### YOUR INSTRUCTIONS
Please write out every record below exactly as it stands.

### EXCERPTED RECORDS
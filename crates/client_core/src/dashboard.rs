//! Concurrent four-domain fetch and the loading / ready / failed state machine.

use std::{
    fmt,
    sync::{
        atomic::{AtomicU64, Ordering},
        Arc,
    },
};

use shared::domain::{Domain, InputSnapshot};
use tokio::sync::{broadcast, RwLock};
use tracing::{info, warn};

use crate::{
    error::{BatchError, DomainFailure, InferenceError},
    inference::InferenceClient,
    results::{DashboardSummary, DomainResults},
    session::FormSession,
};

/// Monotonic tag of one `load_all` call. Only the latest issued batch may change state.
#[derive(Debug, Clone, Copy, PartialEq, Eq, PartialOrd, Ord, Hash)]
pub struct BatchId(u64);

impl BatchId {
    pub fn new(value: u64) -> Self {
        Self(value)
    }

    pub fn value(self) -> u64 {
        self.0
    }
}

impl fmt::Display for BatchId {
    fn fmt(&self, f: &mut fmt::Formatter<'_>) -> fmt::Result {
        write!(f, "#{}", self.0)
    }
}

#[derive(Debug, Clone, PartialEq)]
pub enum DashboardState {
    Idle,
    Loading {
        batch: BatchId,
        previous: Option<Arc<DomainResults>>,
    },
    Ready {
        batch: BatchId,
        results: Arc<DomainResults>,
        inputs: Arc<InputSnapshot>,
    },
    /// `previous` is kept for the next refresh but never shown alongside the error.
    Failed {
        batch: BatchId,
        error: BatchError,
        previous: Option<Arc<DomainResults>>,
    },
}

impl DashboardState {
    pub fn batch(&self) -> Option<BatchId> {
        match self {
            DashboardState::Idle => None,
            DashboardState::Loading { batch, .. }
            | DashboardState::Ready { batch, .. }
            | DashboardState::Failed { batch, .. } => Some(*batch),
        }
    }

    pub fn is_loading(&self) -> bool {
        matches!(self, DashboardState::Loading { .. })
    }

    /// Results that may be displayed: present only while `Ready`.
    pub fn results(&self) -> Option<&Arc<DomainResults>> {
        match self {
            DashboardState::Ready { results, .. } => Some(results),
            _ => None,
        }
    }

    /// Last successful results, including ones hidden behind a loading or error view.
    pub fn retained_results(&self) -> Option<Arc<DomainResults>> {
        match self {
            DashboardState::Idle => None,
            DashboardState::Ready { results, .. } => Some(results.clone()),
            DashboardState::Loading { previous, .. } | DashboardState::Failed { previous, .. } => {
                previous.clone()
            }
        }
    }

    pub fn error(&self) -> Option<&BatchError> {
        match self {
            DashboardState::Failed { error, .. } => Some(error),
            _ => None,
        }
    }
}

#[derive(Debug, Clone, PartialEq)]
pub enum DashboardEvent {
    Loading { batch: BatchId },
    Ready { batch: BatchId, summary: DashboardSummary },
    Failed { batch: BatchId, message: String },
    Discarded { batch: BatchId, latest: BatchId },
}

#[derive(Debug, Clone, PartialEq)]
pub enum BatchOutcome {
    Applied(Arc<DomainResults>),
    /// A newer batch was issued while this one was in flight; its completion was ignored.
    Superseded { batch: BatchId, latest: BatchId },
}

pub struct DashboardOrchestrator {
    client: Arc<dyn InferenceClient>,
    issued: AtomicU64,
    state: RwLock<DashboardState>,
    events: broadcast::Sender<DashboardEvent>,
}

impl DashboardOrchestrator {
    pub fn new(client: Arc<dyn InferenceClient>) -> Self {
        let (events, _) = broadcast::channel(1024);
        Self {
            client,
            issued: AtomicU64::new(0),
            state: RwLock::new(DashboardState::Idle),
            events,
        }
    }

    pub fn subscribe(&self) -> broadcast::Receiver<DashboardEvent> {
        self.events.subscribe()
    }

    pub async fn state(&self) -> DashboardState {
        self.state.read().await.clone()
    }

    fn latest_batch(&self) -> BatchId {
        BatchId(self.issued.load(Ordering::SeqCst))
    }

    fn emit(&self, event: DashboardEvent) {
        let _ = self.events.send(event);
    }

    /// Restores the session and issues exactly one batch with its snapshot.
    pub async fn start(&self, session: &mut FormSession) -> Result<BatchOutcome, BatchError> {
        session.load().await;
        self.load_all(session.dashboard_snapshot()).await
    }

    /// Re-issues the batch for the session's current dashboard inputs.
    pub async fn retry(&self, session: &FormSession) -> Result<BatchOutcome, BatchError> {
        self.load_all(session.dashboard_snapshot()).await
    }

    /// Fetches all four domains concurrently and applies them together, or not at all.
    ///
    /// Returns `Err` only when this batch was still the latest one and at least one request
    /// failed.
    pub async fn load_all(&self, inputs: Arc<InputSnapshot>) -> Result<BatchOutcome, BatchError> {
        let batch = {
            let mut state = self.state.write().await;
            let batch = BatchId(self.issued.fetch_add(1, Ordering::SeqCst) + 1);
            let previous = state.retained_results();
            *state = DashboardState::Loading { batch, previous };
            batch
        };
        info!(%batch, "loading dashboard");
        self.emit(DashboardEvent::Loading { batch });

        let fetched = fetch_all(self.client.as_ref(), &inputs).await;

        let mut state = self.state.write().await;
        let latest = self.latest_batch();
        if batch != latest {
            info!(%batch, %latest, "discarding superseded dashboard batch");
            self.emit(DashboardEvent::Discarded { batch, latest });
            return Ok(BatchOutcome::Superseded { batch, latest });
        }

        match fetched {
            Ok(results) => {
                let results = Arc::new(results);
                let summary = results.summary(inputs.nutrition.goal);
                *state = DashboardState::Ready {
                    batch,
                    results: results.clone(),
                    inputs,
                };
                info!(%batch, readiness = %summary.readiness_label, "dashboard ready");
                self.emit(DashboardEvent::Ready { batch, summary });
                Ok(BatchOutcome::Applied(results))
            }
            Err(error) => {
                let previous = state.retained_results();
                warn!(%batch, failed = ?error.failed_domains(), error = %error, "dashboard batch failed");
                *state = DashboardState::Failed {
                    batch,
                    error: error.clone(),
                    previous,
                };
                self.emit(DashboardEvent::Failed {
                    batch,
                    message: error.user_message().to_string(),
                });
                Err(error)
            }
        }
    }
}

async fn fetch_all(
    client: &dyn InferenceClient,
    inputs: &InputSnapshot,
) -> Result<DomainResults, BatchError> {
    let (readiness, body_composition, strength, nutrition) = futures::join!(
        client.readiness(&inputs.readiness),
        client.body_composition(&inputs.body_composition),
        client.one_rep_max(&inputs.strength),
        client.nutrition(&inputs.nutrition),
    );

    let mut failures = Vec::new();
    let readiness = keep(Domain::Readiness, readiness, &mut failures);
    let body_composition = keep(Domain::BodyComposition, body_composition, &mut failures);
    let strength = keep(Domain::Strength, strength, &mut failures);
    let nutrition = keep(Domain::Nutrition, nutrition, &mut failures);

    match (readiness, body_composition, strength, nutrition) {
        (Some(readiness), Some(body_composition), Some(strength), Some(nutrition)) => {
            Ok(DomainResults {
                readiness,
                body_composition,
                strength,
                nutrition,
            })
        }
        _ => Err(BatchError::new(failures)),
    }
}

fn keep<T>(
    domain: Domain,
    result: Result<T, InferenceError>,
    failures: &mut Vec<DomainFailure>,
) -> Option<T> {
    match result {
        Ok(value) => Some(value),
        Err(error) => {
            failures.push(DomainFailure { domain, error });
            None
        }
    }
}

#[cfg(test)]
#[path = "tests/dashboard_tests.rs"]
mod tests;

### OUTPUT OF THE EXERCISE
filename crates/client_core/src/dashboard.rs
//! Concurrent four-domain fetch and the loading / ready / failed state machine.

use std::{
    fmt,
    sync::{
        atomic::{AtomicU64, Ordering},
        Arc,
    },
};

use shared::domain::{Domain, InputSnapshot};
use tokio::sync::{broadcast, RwLock};
use tracing::{info, warn};

use crate::{
    error::{BatchError, DomainFailure, InferenceError},
    inference::InferenceClient,
    results::{DashboardSummary, DomainResults},
    session::FormSession,
};

/// Monotonic tag of one `load_all` call. Only the latest issued batch may change state.
#[derive(Debug, Clone, Copy, PartialEq, Eq, PartialOrd, Ord, Hash)]
pub struct BatchId(u64);

impl BatchId {
    pub fn new(value: u64) -> Self {
        Self(value)
    }

    pub fn value(self) -> u64 {
        self.0
    }
}

impl fmt::Display for BatchId {
    fn fmt(&self, f: &mut fmt::Formatter<'_>) -> fmt::Result {
        write!(f, "#{}", self.0)
    }
}

#[derive(Debug, Clone, PartialEq)]
pub enum DashboardState {
    Idle,
    Loading {
        batch: BatchId,
        previous: Option<Arc<DomainResults>>,
    },
    Ready {
        batch: BatchId,
        results: Arc<DomainResults>,
        inputs: Arc<InputSnapshot>,
    },
    /// `previous` is kept for the next refresh but never shown alongside the error.
    Failed {
        batch: BatchId,
        error: BatchError,
        previous: Option<Arc<DomainResults>>,
    },
}

impl DashboardState {
    pub fn batch(&self) -> Option<BatchId> {
        match self {
            DashboardState::Idle => None,
            DashboardState::Loading { batch, .. }
            | DashboardState::Ready { batch, .. }
            | DashboardState::Failed { batch, .. } => Some(*batch),
        }
    }

    pub fn is_loading(&self) -> bool {
        matches!(self, DashboardState::Loading { .. })
    }

    /// Results that may be displayed: present only while `Ready`.
    pub fn results(&self) -> Option<&Arc<DomainResults>> {
        match self {
            DashboardState::Ready { results, .. } => Some(results),
            _ => None,
        }
    }

    /// Last successful results, including ones hidden behind a loading or error view.
    pub fn retained_results(&self) -> Option<Arc<DomainResults>> {
        match self {
            DashboardState::Idle => None,
            DashboardState::Ready { results, .. } => Some(results.clone()),
            DashboardState::Loading { previous, .. } | DashboardState::Failed { previous, .. } => {
                previous.clone()
            }
        }
    }

    pub fn error(&self) -> Option<&BatchError> {
        match self {
            DashboardState::Failed { error, .. } => Some(error),
            _ => None,
        }
    }
}

#[derive(Debug, Clone, PartialEq)]
pub enum DashboardEvent {
    Loading { batch: BatchId },
    Ready { batch: BatchId, summary: DashboardSummary },
    Failed { batch: BatchId, message: String },
    Discarded { batch: BatchId, latest: BatchId },
}

#[derive(Debug, Clone, PartialEq)]
pub enum BatchOutcome {
    Applied(Arc<DomainResults>),
    /// A newer batch was issued while this one was in flight; its completion was ignored.
    Superseded { batch: BatchId, latest: BatchId },
}

pub struct DashboardOrchestrator {
    client: Arc<dyn InferenceClient>,
    issued: AtomicU64,
    state: RwLock<DashboardState>,
    events: broadcast::Sender<DashboardEvent>,
}

impl DashboardOrchestrator {
    pub fn new(client: Arc<dyn InferenceClient>) -> Self {
        let (events, _) = broadcast::channel(1024);
        Self {
            client,
            issued: AtomicU64::new(0),
            state: RwLock::new(DashboardState::Idle),
            events,
        }
    }

    pub fn subscribe(&self) -> broadcast::Receiver<DashboardEvent> {
        self.events.subscribe()
    }

    pub async fn state(&self) -> DashboardState {
        self.state.read().await.clone()
    }

    fn latest_batch(&self) -> BatchId {
        BatchId(self.issued.load(Ordering::SeqCst))
    }

    fn emit(&self, event: DashboardEvent) {
        let _ = self.events.send(event);
    }

    /// Restores the session and issues exactly one batch with its snapshot.
    pub async fn start(&self, session: &mut FormSession) -> Result<BatchOutcome, BatchError> {
        session.load().await;
        self.load_all(session.dashboard_snapshot()).await
    }

    /// Re-issues the batch for the session's current dashboard inputs.
    pub async fn retry(&self, session: &FormSession) -> Result<BatchOutcome, BatchError> {
        self.load_all(session.dashboard_snapshot()).await
    }

    /// Fetches all four domains concurrently and applies them together, or not at all.
    ///
    /// Returns `Err` only when this batch was still the latest one and at least one request
    /// failed.
    pub async fn load_all(&self, inputs: Arc<InputSnapshot>) -> Result<BatchOutcome, BatchError> {
        let batch = {
            let mut state = self.state.write().await;
            let batch = BatchId(self.issued.fetch_add(1, Ordering::SeqCst) + 1);
            let previous = state.retained_results();
            *state = DashboardState::Loading { batch, previous };
            batch
        };
        info!(%batch, "loading dashboard");
        self.emit(DashboardEvent::Loading { batch });

        let fetched = fetch_all(self.client.as_ref(), &inputs).await;

        let mut state = self.state.write().await;
        let latest = self.latest_batch();
        if batch != latest {
            info!(%batch, %latest, "discarding superseded dashboard batch");
            self.emit(DashboardEvent::Discarded { batch, latest });
            return Ok(BatchOutcome::Superseded { batch, latest });
        }

        match fetched {
            Ok(results) => {
                let results = Arc::new(results);
                let summary = results.summary(inputs.nutrition.goal);
                *state = DashboardState::Ready {
                    batch,
                    results: results.clone(),
                    inputs,
                };
                info!(%batch, readiness = %summary.readiness_label, "dashboard ready");
                self.emit(DashboardEvent::Ready { batch, summary });
                Ok(BatchOutcome::Applied(results))
            }
            Err(error) => {
                let previous = state.retained_results();
                warn!(%batch, failed = ?error.failed_domains(), error = %error, "dashboard batch failed");
                *state = DashboardState::Failed {
                    batch,
                    error: error.clone(),
                    previous,
                };
                self.emit(DashboardEvent::Failed {
                    batch,
                    message: error.user_message().to_string(),
                });
                Err(error)
            }
        }
    }
}

async fn fetch_all(
    client: &dyn InferenceClient,
    inputs: &InputSnapshot,
) -> Result<DomainResults, BatchError> {
    let (readiness, body_composition, strength, nutrition) = futures::join!(
        client.readiness(&inputs.readiness),
        client.body_composition(&inputs.body_composition),
        client.one_rep_max(&inputs.strength),
        client.nutrition(&inputs.nutrition),
    );

    let mut failures = Vec::new();
    let readiness = keep(Domain::Readiness, readiness, &mut failures);
    let body_composition = keep(Domain::BodyComposition, body_composition, &mut failures);
    let strength = keep(Domain::Strength, strength, &mut failures);
    let nutrition = keep(Domain::Nutrition, nutrition, &mut failures);

    match (readiness, body_composition, strength, nutrition) {
        (Some(readiness), Some(body_composition), Some(strength), Some(nutrition)) => {
            Ok(DomainResults {
                readiness,
                body_composition,
                strength,
                nutrition,
            })
        }
        _ => Err(BatchError::new(failures)),
    }
}

fn keep<T>(
    domain: Domain,
    result: Result<T, InferenceError>,
    failures: &mut Vec<DomainFailure>,
) -> Option<T> {
    match result {
        Ok(value) => Some(value),
        Err(error) => {
            failures.push(DomainFailure { domain, error });
            None
        }
    }
}

#[cfg(test)]
#[path = "tests/dashboard_tests.rs"]
mod tests;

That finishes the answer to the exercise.